To learn this difficult game requires months of practice, and great nerve and talent for it. I shall not attempt to define what is meant by "dormy," "divot," "foozle," "gobble," "grip," or "gully." "Mashy, a straight-faced niblich," is one of these definitions.

Horace G. Hutchinson's book on golf is a most entertaining work,—if for no other reason than that its humour, the pleasant out-of-door atmosphere, the true enthusiasm for the game, and the illustrations, which are very well drawn, all make it an addition to one's knowledge of athletic sports.
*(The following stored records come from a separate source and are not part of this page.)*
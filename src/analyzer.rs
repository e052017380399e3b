//! Top-level orchestration: owns the tree for the duration of one run and
//! drives it through every pipeline stage (traversal, hashing, diffing,
//! parsing, resolution, edge installation, reachability, and affected-set
//! extraction), then persists the new snapshot.

use crate::affected::{self, AffectedLists};
use crate::config::{AnalyzerConfig, SNAPSHOT_FILE_NAME};
use crate::diff;
use crate::edges;
use crate::error::Result;
use crate::extra_deps;
use crate::parser::SourceParser;
use crate::record::FileRecord;
use crate::resolver::{self, SymbolIndex};
use crate::snapshot;
use crate::traversal;
use crate::tree::node::NodeId;
use crate::tree::{FileTree, TreeState};
use rayon::prelude::*;
use std::fs;
use std::path::PathBuf;
use tracing::info;

/// Runs the full pipeline and returns the affected-file lists. The new
/// snapshot is written to `config.output_dir` as a side effect; text output
/// files are the caller's responsibility; the CLI front end is treated as
/// an external collaborator, not part of the core.
pub fn run(config: &AnalyzerConfig, parser: &dyn SourceParser) -> Result<AffectedLists> {
    traversal::validate_config(config)?;

    let mut tree = FileTree::new(config.root.clone());
    traversal::read_sources(&mut tree, config);
    tree.remove_empty_directories();
    tree.calculate_file_hashes();
    info!(files = tree.regular_files().count(), "traversal and hashing complete");

    let snapshot_path = config.input_dir.join(SNAPSHOT_FILE_NAME);
    match snapshot::try_load(&snapshot_path, config.root.clone()) {
        Some(restored) => diff::parse_modified_files(&mut tree, &restored),
        None => diff::mark_all_modified(&mut tree),
    }
    info!("snapshot diff complete");

    parse_modified(&mut tree, parser);
    tree.state = TreeState::Parsed;
    info!("parsing complete");

    if let Some(extra_path) = &config.extra_deps_file {
        extra_deps::load_and_install(&mut tree, extra_path)?;
    }

    let index = SymbolIndex::build(&tree);
    resolver::annotate_records(&mut tree, &index);
    edges::install_edges(&mut tree);
    info!("symbol resolution and edge installation complete");

    crate::reachability::compute_closures(&mut tree);
    info!("reachability closures complete");

    let lists = affected::run(&mut tree, config.no_main);
    info!(
        src = lists.src_affected.len(),
        test = lists.test_affected.len(),
        "affected-set extraction complete"
    );

    fs::create_dir_all(&config.output_dir)
        .map_err(|e| crate::error::AnalyzerError::Io { path: config.output_dir.clone(), source: e })?;
    let out_snapshot = config.output_dir.join(SNAPSHOT_FILE_NAME);
    snapshot::serialize(&tree, &out_snapshot)?;

    Ok(lists)
}

/// Parses every `Modified` regular file. Each worker only ever reads its
/// own file and returns an owned `FileRecord`; nothing touches the tree
/// until every worker has finished, so no two workers ever share a node.
fn parse_modified(tree: &mut FileTree, parser: &dyn SourceParser) {
    let targets: Vec<(NodeId, PathBuf)> = tree
        .regular_files()
        .filter(|&n| tree.graph[n].is_modified())
        .map(|n| (n, tree.abs_path(n)))
        .collect();

    let parsed: Vec<(NodeId, FileRecord)> = targets
        .par_iter()
        .map(|(n, path)| {
            let record = match fs::read(path) {
                Ok(bytes) => parser.parse(path, &bytes),
                Err(e) => {
                    tracing::warn!(path = %path.display(), error = %e, "failed to read file for parsing");
                    FileRecord::new()
                }
            };
            (*n, record)
        })
        .collect();

    for (n, mut record) in parsed {
        let hash = tree.graph[n].record.hash;
        let hash_valid = tree.graph[n].record.hash_valid;
        record.hash = hash;
        record.hash_valid = hash_valid;
        tree.graph[n].record = record;
    }
}
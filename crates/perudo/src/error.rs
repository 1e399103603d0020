//! Unified error type for the perudo service.

use perudo_engine::EngineError;
use perudo_room::RoomError;

/// Top-level error that wraps all crate-specific errors.
///
/// When using the `perudo` meta-crate, you deal with this single error
/// type instead of importing errors from each sub-crate. The `#[from]`
/// attribute on each variant auto-generates `From` impls, so the `?`
/// operator converts sub-crate errors automatically.
#[derive(Debug, thiserror::Error)]
pub enum PerudoError {
    /// A rules violation (illegal bid, out of turn, no bid to challenge).
    #[error(transparent)]
    Engine(#[from] EngineError),

    /// A room-level error (full, not found, invalid state).
    #[error(transparent)]
    Room(#[from] RoomError),
}
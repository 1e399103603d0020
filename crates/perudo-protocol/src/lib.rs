//! Boundary message types for the perudo game service.
//!
//! This crate defines everything that crosses the line between a player
//! and the room hosting their match:
//!
//! - **Identity** ([`PlayerId`], [`RoomId`]) - newtype ids used by every
//!   other crate.
//! - **Actions** ([`ClientAction`]) - what a player may ask a room to do.
//! - **Events** ([`ServerEvent`]) - what a room reports back, each paired
//!   with a [`Recipient`] saying who is allowed to see it.
//!
//! There is no wire framing here. Transport is out of scope for this
//! service; the boundary is typed in-process messages. Everything is
//! still serde-serializable with a pinned JSON shape so a front end can
//! be bolted on without touching the rooms or the engine.

mod messages;
mod types;

pub use messages::{ClientAction, ServerEvent};
pub use types::{PlayerId, Recipient, RoomId};
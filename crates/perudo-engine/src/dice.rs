//! Die faces and per-player dice pools.

use std::fmt;

use rand::Rng;

/// A validated die face, 1 through 6.
///
/// A face of 1 is wild: it counts toward every face value when dice are
/// revealed. Constructing a `Face` is the only place face values are
/// range-checked; everything downstream can rely on `1..=6`.
#[derive(Debug, Clone, Copy, PartialEq, Eq, PartialOrd, Ord, Hash)]
pub struct Face(u8);

impl Face {
    /// The wild face.
    pub const WILD: Face = Face(1);

    /// Validates a raw value. Returns `None` outside `1..=6`.
    pub fn new(value: u8) -> Option<Face> {
        (1..=6).contains(&value).then_some(Face(value))
    }

    pub fn value(self) -> u8 {
        self.0
    }

    pub fn is_wild(self) -> bool {
        self == Face::WILD
    }
}

impl fmt::Display for Face {
    fn fmt(&self, f: &mut fmt::Formatter<'_>) -> fmt::Result {
        write!(f, "{}", self.0)
    }
}

/// One player's dice for the current round.
///
/// The pool only ever shrinks between round resets: dice are removed one
/// at a time when the owner loses a challenge, and a round reset re-rolls
/// the pool at its current size, never growing it. An empty pool marks
/// the owner eliminated.
#[derive(Debug, Clone, PartialEq, Eq)]
pub struct DicePool {
    dice: Vec<u8>,
}

impl DicePool {
    /// Rolls a fresh pool of `count` dice, uniform independent draws.
    pub fn roll(rng: &mut impl Rng, count: usize) -> Self {
        let dice = (0..count).map(|_| rng.random_range(1..=6)).collect();
        Self { dice }
    }

    /// Re-rolls every die in place. The pool size is preserved; only the
    /// face values change.
    pub fn reroll(&mut self, rng: &mut impl Rng) {
        for die in &mut self.dice {
            *die = rng.random_range(1..=6);
        }
    }

    /// Removes exactly one die (from the end; dice are interchangeable).
    /// Returns the removed face, or `None` if the pool was already empty.
    pub fn remove_one(&mut self) -> Option<u8> {
        self.dice.pop()
    }

    /// The dice faces, visible only to the pool's owner.
    pub fn faces(&self) -> &[u8] {
        &self.dice
    }

    pub fn len(&self) -> usize {
        self.dice.len()
    }

    pub fn is_empty(&self) -> bool {
        self.dice.is_empty()
    }

    /// Counts dice matching `face`, with ones wild.
    ///
    /// A die counts if it shows `face` or shows 1. When `face` is itself
    /// 1 a die showing 1 satisfies both conditions but still contributes
    /// exactly one to the count.
    pub fn count_matching(&self, face: Face) -> u32 {
        self.dice
            .iter()
            .filter(|&&die| die == face.value() || die == 1)
            .count() as u32
    }

    #[cfg(test)]
    pub(crate) fn from_faces(dice: Vec<u8>) -> Self {
        Self { dice }
    }
}

#[cfg(test)]
mod tests {
    use super::*;
    use rand::SeedableRng;
    use rand_chacha::ChaCha8Rng;

    #[test]
    fn test_face_new_accepts_one_through_six() {
        for v in 1..=6 {
            assert_eq!(Face::new(v).map(Face::value), Some(v));
        }
        assert!(Face::new(0).is_none());
        assert!(Face::new(7).is_none());
    }

    #[test]
    fn test_face_wild_is_one() {
        assert!(Face::WILD.is_wild());
        assert!(!Face::new(2).unwrap().is_wild());
    }

    #[test]
    fn test_roll_produces_valid_faces() {
        let mut rng = ChaCha8Rng::seed_from_u64(1);
        let pool = DicePool::roll(&mut rng, 100);
        assert_eq!(pool.len(), 100);
        assert!(pool.faces().iter().all(|&d| (1..=6).contains(&d)));
    }

    #[test]
    fn test_reroll_preserves_size() {
        let mut rng = ChaCha8Rng::seed_from_u64(2);
        let mut pool = DicePool::roll(&mut rng, 5);
        pool.remove_one();
        pool.reroll(&mut rng);
        assert_eq!(pool.len(), 4);
        assert!(pool.faces().iter().all(|&d| (1..=6).contains(&d)));
    }

    #[test]
    fn test_remove_one_shrinks_by_exactly_one() {
        let mut pool = DicePool::from_faces(vec![3, 5, 2]);
        assert_eq!(pool.remove_one(), Some(2));
        assert_eq!(pool.len(), 2);
    }

    #[test]
    fn test_remove_one_on_empty_pool_returns_none() {
        let mut pool = DicePool::from_faces(vec![]);
        assert_eq!(pool.remove_one(), None);
    }

    #[test]
    fn test_count_matching_ones_are_wild() {
        let pool = DicePool::from_faces(vec![4, 1, 4, 2, 1]);
        assert_eq!(pool.count_matching(Face::new(4).unwrap()), 4);
        assert_eq!(pool.count_matching(Face::new(2).unwrap()), 3);
        assert_eq!(pool.count_matching(Face::new(6).unwrap()), 2);
    }

    #[test]
    fn test_count_matching_face_one_counts_wilds_once() {
        // A die showing 1 matches both "shows the bid face" and "is wild"
        // when the bid face is 1. It must count once, not twice.
        let pool = DicePool::from_faces(vec![1, 1, 3]);
        assert_eq!(pool.count_matching(Face::WILD), 2);
    }
}
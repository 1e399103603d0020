//! Liar's Dice rules engine.
//!
//! One [`GameEngine`] runs one match. It owns the shuffled turn order,
//! every player's hidden dice pool, and the outstanding bid, and it is the
//! only place game rules live. The engine is a pure, synchronous state
//! machine: no I/O, no async, no internal locking. Whoever owns it (a room
//! actor, a test, a bot harness) must apply actions one at a time.
//!
//! Randomness is injected: the engine rolls and shuffles with a seedable
//! [`rand_chacha::ChaCha8Rng`], so a seeded engine replays the exact same
//! match. See [`GameEngine::with_seed`].
//!
//! # Rules recap
//!
//! Players bid on how many dice, across *all* hands, show a face. Ones are
//! wild and count toward every face. A bid must outbid the previous one
//! (see [`Bid::allows_raise`] for the wild special cases). Instead of
//! bidding, a player may challenge: all dice are counted, and whoever was
//! wrong (the bidder if the bid was short, otherwise the challenger) loses
//! one die. Zero dice means elimination; last player holding dice wins.

mod bid;
mod dice;
mod engine;
mod error;
mod player;

pub use bid::{Bid, RaiseRule};
pub use dice::{DicePool, Face};
pub use engine::{
    BidAccepted, ChallengeOutcome, GameEngine, MAX_PLAYERS, MIN_PLAYERS,
    STARTING_DICE,
};
pub use error::EngineError;
pub use player::Player;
That golf has taken its place amongst the arts of entertaining, we have no better proof than the very nice description of it in Norris's novel of "Marcia." This clever writer introduces a scene where "Lady Evelyn backs the winner" in the following sprightly manner:—

"Not many years ago all golfers who dwelt south of the Tweed were compelled, when speaking of their favourite relaxation, to take up an apologetic tone; they had to explain with humility, and with the chilling certainty of being disbelieved, that an immense amount of experience, dexterity, and self-command are requisite in order to make sure of hitting a little ball across five hundred yards of broken ground, and depositing it in a small hole in four or five strokes; but now that golf links have been established all over England there is no longer any need to make excuses for one of the finest games that human ingenuity or the accident of circumstances have ever called into existence. The theory of the game is simplicity itself,—you have only to put your ball into a hole in one or less strokes than your opponent; but the practice is full of difficulty, and what is better still, full of endless variety, so that you may go on playing golf from the age of eight to that of eighty, and yet never grow tired of it. Indeed, the circumstance that gray-haired enthusiasts are to be seen enjoying themselves thoroughly, and losing their tempers ludicrously, wherever 'the royal and ancient sport' has taken root, has caused certain ignorant persons to describe golf contemptuously as the old gentleman's game. Such criticisms, however, come only from those who have not attempted to acquire the game."

We advise all incipient golfers to read "Marcia," and to see how well golf and love-making can go together.

Golf has its poetic and humoristic literature; and as we began with its poetic side we may end with its broadest, latest joke:—

Two well-known professional golfers were playing a match. We will call them Sandy and Jock. On one side of the golf course was a railway, over which Jock drove his ball, landing it in some long grass. They both hunted for a long while for the missing ball. Sandy wanted Jock to give in and say that the ball was lost; but Jock would not consent, as a lost ball meant a lost hole. They continued to look round, and Jock slyly dropped another ball, and then came back and cried, "I've found the ba', Sandy."

"Ye're a leear," said Sandy, "for here it's in ma pooch."

We commend also "Famous Golf Links," by Hutchinson as clear and agreeable reading.